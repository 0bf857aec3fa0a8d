//! Translation entity - localized header text, one row per language.

use sea_orm::entity::prelude::*;
use serde::{Deserialize, Serialize};

/// Localized text fields for a property. `(property_id, language)` is
/// unique; the set is replaced wholesale on every sync.
#[derive(Clone, Debug, PartialEq, Eq, DeriveEntityModel, Serialize, Deserialize)]
#[sea_orm(table_name = "translations")]
pub struct Model {
    #[sea_orm(primary_key)]
    pub id: i32,
    pub property_id: i64,
    /// ISO language code, 2-10 characters.
    pub language: String,
    pub hotel_name: String,
    #[sea_orm(column_type = "Text")]
    pub description: String,
    #[sea_orm(column_type = "Text")]
    pub markdown_description: String,
    #[sea_orm(column_type = "Text")]
    pub important_info: String,
    pub created_at: DateTimeWithTimeZone,
    pub updated_at: DateTimeWithTimeZone,
}

#[derive(Copy, Clone, Debug, EnumIter, DeriveRelation)]
pub enum Relation {
    #[sea_orm(
        belongs_to = "super::property::Entity",
        from = "Column::PropertyId",
        to = "super::property::Column::HotelId",
        on_delete = "Cascade"
    )]
    Property,
}

impl Related<super::property::Entity> for Entity {
    fn to() -> RelationDef {
        Relation::Property.def()
    }
}

impl ActiveModelBehavior for ActiveModel {}
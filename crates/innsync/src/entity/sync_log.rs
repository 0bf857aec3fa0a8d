//! SyncLog entity - one row per sync run.

use sea_orm::entity::prelude::*;
use serde::{Deserialize, Serialize};

use crate::entity::run_status::RunStatus;

/// Bookkeeping record for a single sync run.
#[derive(Clone, Debug, PartialEq, Eq, DeriveEntityModel, Serialize, Deserialize)]
#[sea_orm(table_name = "sync_logs")]
pub struct Model {
    #[sea_orm(primary_key)]
    pub id: i32,
    /// Human-readable run identifier derived from the start timestamp.
    #[sea_orm(unique)]
    pub sync_id: String,
    /// How the run was triggered: `scheduled` or `manual`.
    pub sync_type: String,
    pub status: RunStatus,
    pub started_at: DateTimeWithTimeZone,
    pub completed_at: Option<DateTimeWithTimeZone>,
    pub total_properties: i32,
    pub updated_properties: i32,
    pub failed_properties: i32,
    #[sea_orm(column_type = "Text", nullable)]
    pub error_message: Option<String>,
    pub created_at: DateTimeWithTimeZone,
}

#[derive(Copy, Clone, Debug, EnumIter, DeriveRelation)]
pub enum Relation {}

impl ActiveModelBehavior for ActiveModel {}

impl Model {
    /// Wall-clock duration of the run, using now() while still in flight.
    pub fn duration(&self) -> chrono::Duration {
        match self.completed_at {
            Some(completed) => completed.signed_duration_since(self.started_at),
            None => chrono::Utc::now()
                .fixed_offset()
                .signed_duration_since(self.started_at),
        }
    }

    pub fn is_successful(&self) -> bool {
        self.status == RunStatus::Completed && self.error_message.is_none()
    }

    /// Share of fetched properties that resulted in a write, in percent.
    pub fn success_rate(&self) -> f64 {
        if self.total_properties == 0 {
            return 0.0;
        }
        f64::from(self.updated_properties) / f64::from(self.total_properties) * 100.0
    }
}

· · · · · · ·

◆ **WORK TASK**: Go through the data and gather every line that holds "DateTimeWithTimeZone".

◆ **TASK ANSWER**:
    pub created_at: DateTimeWithTimeZone,
    pub updated_at: DateTimeWithTimeZone,
    pub started_at: DateTimeWithTimeZone,
    pub completed_at: Option<DateTimeWithTimeZone>,
    pub created_at: DateTimeWithTimeZone,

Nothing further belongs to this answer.